A distinção entre um consultor e um CRO reside fundamentalmente na função e na responsabilidade executiva. O consultor analisa a patologia, identifica o problema e apresenta um roteiro estratégico. Seu trabalho oferece uma perspectiva valiosa, mas seu envolvimento termina onde começam as realidades da implementação. O CRO, por sua vez, integra-se temporariamente à estrutura executiva. Ele não sugere um caminho a seguir, mas assume as rédeas da organização, com o objetivo de exercer o controle operacional efetivo para implementar as medidas internamente.

Controle operacional efetivo: as principais responsabilidades do CRO

A intervenção de um CRO é conceitualmente cirúrgica e orientada para três eixos críticos de sobrevivência:

Estabilização imediata do caixa: A prioridade absoluta em qualquer crise é proteger a liquidez. O Diretor de Operações assume o controle da tesouraria, implementando medidas urgentes para conter a fuga de capitais, suspendendo gastos não essenciais e otimizando o capital de giro para ganhar o tempo necessário.

Negociação direta com credores: Em vez de delegar essa tarefa delicada, o CRO assume a liderança nas discussões com bancos, fundos, fornecedores e administrações públicas. Sua presença traz autoridade, credibilidade e conhecimento técnico — elementos essenciais para restaurar a confiança e alcançar acordos de refinanciamento viáveis.

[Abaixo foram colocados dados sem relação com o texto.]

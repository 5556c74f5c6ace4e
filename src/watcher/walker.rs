//! Directory walking for plugin roots.
//!
//! Two views of the same tree:
//! - [`walk_directories`] lists every directory under a root (root included),
//!   which is what the watcher needs to register.
//! - [`list_candidates`] lists the immediate children of a root, which is
//!   what plugin discovery validates.
//!
//! Both treat a missing root as empty rather than as an error.

use std::io;
use std::path::{Path, PathBuf};

use walkdir::WalkDir;

use super::WatchError;

/// Required file that marks a folder as a loadable plugin.
pub const ENTRY_SCRIPT: &str = "main.js";

/// Optional packaging descriptor.
pub const METADATA_FILE: &str = "package.json";

/// Result of a recursive directory walk.
#[derive(Debug, Default)]
pub struct DirectoryWalk {
    /// Every directory found, in walk order (root first).
    pub directories: Vec<PathBuf>,
    /// Per-entry failures; the walk continued past each of them.
    pub errors: Vec<WatchError>,
}

/// Recursively enumerate every directory under `root`, including `root`.
///
/// Symlinks are not followed. An unreadable subdirectory is recorded in
/// [`DirectoryWalk::errors`] and skipped; the rest of the tree is still walked.
pub fn walk_directories(root: &Path) -> DirectoryWalk {
    let mut walk = DirectoryWalk::default();

    if !root.exists() {
        return walk;
    }

    for entry in WalkDir::new(root).follow_links(false) {
        match entry {
            Ok(entry) if entry.file_type().is_dir() => {
                walk.directories.push(entry.into_path());
            }
            Ok(_) => {}
            Err(e) => {
                let path = e
                    .path()
                    .map(Path::to_path_buf)
                    .unwrap_or_else(|| root.to_path_buf());
                // Something vanished mid-walk; that is a normal race, not a failure.
                if e.io_error().map(io::Error::kind) == Some(io::ErrorKind::NotFound) {
                    continue;
                }
                walk.errors.push(WatchError::WalkFailed {
                    path,
                    reason: e.to_string(),
                });
            }
        }
    }

    walk
}

/// An immediate child of a plugin root, before validation.
///
/// Derived on every discovery pass, never persisted.
#[derive(Debug, Clone, PartialEq, Eq)]
pub struct PluginCandidate {
    pub name: String,
    pub path: PathBuf,
    pub is_dir: bool,
    pub has_entry_script: bool,
    pub has_metadata: bool,
}

impl PluginCandidate {
    /// Inspect a single directory entry.
    pub fn inspect(path: PathBuf) -> Self {
        let name = path
            .file_name()
            .map(|n| n.to_string_lossy().into_owned())
            .unwrap_or_default();
        let is_dir = path.is_dir();
        let (has_entry_script, has_metadata) = if is_dir {
            (
                path.join(ENTRY_SCRIPT).exists(),
                path.join(METADATA_FILE).exists(),
            )
        } else {
            (false, false)
        };

        Self {
            name,
            path,
            is_dir,
            has_entry_script,
            has_metadata,
        }
    }

    pub fn entry_script_path(&self) -> PathBuf {
        self.path.join(ENTRY_SCRIPT)
    }

    pub fn metadata_path(&self) -> PathBuf {
        self.path.join(METADATA_FILE)
    }
}

/// List the immediate children of `root` as plugin candidates, sorted by name.
///
/// Returns an empty list when `root` does not exist. Any other failure to read
/// `root` itself is returned; failures on individual entries skip that entry.
pub fn list_candidates(root: &Path) -> io::Result<Vec<PluginCandidate>> {
    let entries = match std::fs::read_dir(root) {
        Ok(entries) => entries,
        Err(e) if e.kind() == io::ErrorKind::NotFound => return Ok(Vec::new()),
        Err(e) => return Err(e),
    };

    let mut candidates = Vec::new();
    for entry in entries {
        match entry {
            Ok(entry) => candidates.push(PluginCandidate::inspect(entry.path())),
            Err(e) => {
                tracing::warn!("[walker] skipping unreadable entry in {}: {e}", root.display());
            }
        }
    }
    candidates.sort_by(|a, b| a.name.cmp(&b.name));

    Ok(candidates)
}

Implementação de mudanças estruturais profundas: Redesenhar a organização exige a tomada de decisões complexas e impopulares. Isso pode envolver a alienação de ativos, o fechamento de unidades de negócios que comprometem a lucratividade ou a realização de ajustes operacionais drásticos. O Diretor de Receita (CRO) implementa essas medidas com agilidade e determinação, garantindo que a estrutura resultante seja sustentável.

Por que a equipe interna nem sempre consegue liderar esse processo adequadamente?

É natural que a atual gestão ou a equipe fundadora sintam o desejo de liderar a mudança por conta própria para reverter a situação. No entanto, liderar uma reestruturação complexa exige objetividade e distanciamento que raramente se encontram quando se está imerso nas operações do dia a dia.

“Os laços emocionais com a equipe ou a inércia da empresa e da cultura corporativa muitas vezes impedem a equipe interna de tomar decisões impopulares ou contrárias às diretrizes anteriores.” Juan Manuel Gil De Escobar, sócio-gerente da EPUNTO Interim Management

Os laços emocionais com a equipe, a inércia empresarial e a cultura corporativa, ou o esgotamento acumulado durante a crise, muitas vezes impedem a equipe interna de tomar decisões impopulares ou que contradigam as diretrizes anteriores. O CRO chega à empresa sem vínculos políticos, compromissos herdados ou receio de conflitos. Seu único objetivo é proteger o valor da empresa e seu capital humano, garantindo sua continuidade.

Além disso, o Diretor de Reestruturação (CRO) pode trazer conhecimentos altamente especializados. Enquanto a equipe de gestão regular é especializada em gerenciar o crescimento ou as operações diárias do setor, o CRO é especialista em gestão de crises e recuperação corporativa.

Não se trata de substituir talentos, mas sim de injetar uma habilidade específica que a empresa não precise permanentemente.

A solução executiva através da gestão interina.

A contratação de um Diretor de Reestruturação é um dos exemplos mais claros do valor da gestão interina. Não se trata de aumentar permanentemente a equipe de gestão, mas sim de integrar talentos especializados e capacidade de execução pelo período exato necessário em situações extraordinárias.

Na EPUNTO Interim Management, sabemos que, em tempos de extrema incerteza, as organizações precisam de mais do que diagnósticos teóricos; precisam de liderança executiva, ação direta e resultados tangíveis. Porque o sucesso de uma reestruturação depende não apenas do relatório escrito, mas fundamentalmente das decisões implementadas.